A Polícia Federal resgatou, na manhã de sexta-feira (10), uma mulher argentina de 22 anos e sua filha de 3 anos em São Lourenço do Oeste, Santa Catarina. A operação visou combater a exploração sexual e o trabalho análogo à escravidão. Durante a ação, foram detidas a responsável pelo local onde a mulher estava e um homem que mantinha a criança em cárcere, distanciada da mãe.
As operações ocorreram simultaneamente no Oeste de Santa Catarina e em Vitorino, Paraná, com o objetivo de desarticular uma rede criminosa que aliciava vítimas por meio de promessas falsas de altos ganhos financeiros.
Além das prisões, a operação resultou no bloqueio de cinco veículos e na coleta de dados digitais dos investigados.
Segundo informações da Polícia Federal, após serem aliciadas, as vítimas eram sujeitas a exploração sexual e a um rígido controle.
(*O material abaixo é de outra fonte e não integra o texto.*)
//! Specification to `SeaORM` condition translation.
//!
//! Attribute names resolve against the entity's `Column` enum through its
//! `FromStr` impl, so they are the snake-case column names generated by
//! `DeriveEntityModel`. The whole tree is translated up front; the first
//! unknown attribute or operator/value mismatch aborts with an error.

use std::str::FromStr;

use repokit_spec::{Operator, Specification, Value};
use sea_orm::sea_query::{BinOper, Expr, Func, SimpleExpr};
use sea_orm::{ColumnTrait, Condition, EntityTrait};

use crate::error::{RepoError, RepoResult};

/// Resolve an attribute name to a column of `E`.
///
/// # Errors
/// `RepoError::UnknownAttribute` when `E` has no such column.
pub fn resolve_column<E>(name: &str) -> RepoResult<E::Column>
where
    E: EntityTrait,
    E::Column: FromStr,
{
    E::Column::from_str(name).map_err(|_| RepoError::UnknownAttribute {
        attribute: name.to_owned(),
        entity: E::default().table_name().to_owned(),
    })
}

/// Translate a specification into a condition over `E`.
///
/// # Errors
/// - `RepoError::UnknownAttribute` for a name that is not a column of `E`
/// - `RepoError::InvalidValue` for an operand the operator cannot take
pub fn spec_to_condition<E>(spec: &Specification) -> RepoResult<Condition>
where
    E: EntityTrait,
    E::Column: ColumnTrait + Copy + FromStr,
{
    match spec {
        Specification::Attribute { name, op, value } => {
            let col = resolve_column::<E>(name)?;
            Ok(Condition::all().add(attribute_expr(col, name, *op, value)?))
        }
        Specification::And(l, r) => Ok(Condition::all()
            .add(spec_to_condition::<E>(l)?)
            .add(spec_to_condition::<E>(r)?)),
        Specification::Or(l, r) => Ok(Condition::any()
            .add(spec_to_condition::<E>(l)?)
            .add(spec_to_condition::<E>(r)?)),
        Specification::Not(inner) => Ok(Condition::all()
            .add(spec_to_condition::<E>(inner)?)
            .not()),
    }
}

/* ---------- attribute predicates ---------- */

fn attribute_expr<C: ColumnTrait>(
    col: C,
    name: &str,
    op: Operator,
    value: &Value,
) -> RepoResult<SimpleExpr> {
    let target = Expr::col((col.entity_name(), col));
    let invalid = |reason: String| RepoError::InvalidValue {
        attribute: name.to_owned(),
        op,
        reason,
    };
    let operand =
        |v: &Value| scalar(v).ok_or_else(|| invalid(format!("unsupported operand {}", v.kind())));

    match (op, value) {
        (Operator::Eq, Value::Null) => Ok(target.is_null()),
        (Operator::Ne, Value::Null) => Ok(target.is_not_null()),
        (_, Value::Null) => Err(invalid("null is only comparable with = and !=".to_owned())),

        (Operator::In | Operator::NotIn, Value::List(items)) => {
            if items.is_empty() {
                // Empty IN matches nothing, empty NOT IN matches everything.
                return Ok(Expr::cust(if op == Operator::In { "1=0" } else { "1=1" }));
            }
            let values = items
                .iter()
                .map(|v| scalar(v).ok_or_else(|| invalid(format!("list item of kind {}", v.kind()))))
                .collect::<RepoResult<Vec<_>>>()?;
            Ok(if op == Operator::In {
                target.is_in(values)
            } else {
                target.is_not_in(values)
            })
        }
        (Operator::In | Operator::NotIn, other) => {
            Err(invalid(format!("expected a list, got {}", other.kind())))
        }
        (_, Value::List(_)) => Err(invalid("lists are only accepted by in / not in".to_owned())),

        (Operator::Like, Value::String(pattern)) => Ok(target.like(pattern.as_str())),
        // Both sides go through the backend's LOWER so they fold identically.
        (Operator::ILike, Value::String(pattern)) => Ok(Expr::expr(Func::lower(target)).binary(
            BinOper::Like,
            Func::lower(Expr::val(pattern.as_str())),
        )),
        (Operator::Like | Operator::ILike, other) => {
            Err(invalid(format!("expected a string pattern, got {}", other.kind())))
        }

        (Operator::Eq, v) => Ok(target.eq(operand(v)?)),
        (Operator::Ne, v) => Ok(target.ne(operand(v)?)),
        (Operator::Gt, v) => Ok(target.gt(operand(v)?)),
        (Operator::Gte, v) => Ok(target.gte(operand(v)?)),
        (Operator::Lt, v) => Ok(target.lt(operand(v)?)),
        (Operator::Lte, v) => Ok(target.lte(operand(v)?)),
    }
}

/// Scalar operand as a bind value. `None` for `Null` and nested lists.
fn scalar(value: &Value) -> Option<sea_orm::Value> {
    Some(match value {
        Value::Bool(b) => (*b).into(),
        Value::Int(i) => (*i).into(),
        Value::Float(x) => (*x).into(),
        Value::String(s) => s.clone().into(),
        Value::Uuid(u) => (*u).into(),
        Value::DateTime(dt) => (*dt).into(),
        Value::Date(d) => (*d).into(),
        Value::Null | Value::List(_) => return None,
    })
}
Para evitar fugas, os criminosos utilizavam um sistema de servidão por dívida, aplicando taxas abusivas por itens básicos, como alimentação e hospedagem, incluindo penalidades financeiras arbitrárias.
“A liberdade das vítimas era ainda restringida pela retenção de documentos pessoais e aparelhos celulares, vigilância constante por câmeras de segurança, intimidações por seguranças e casos de agressão contra aqueles que tentavam deixar o local”, afirmou a PF.
Os suspeitos enfrentam acusações de redução à condição análoga à de escravo, tráfico de pessoas, cárcere privado, lesão corporal e lavagem de dinheiro.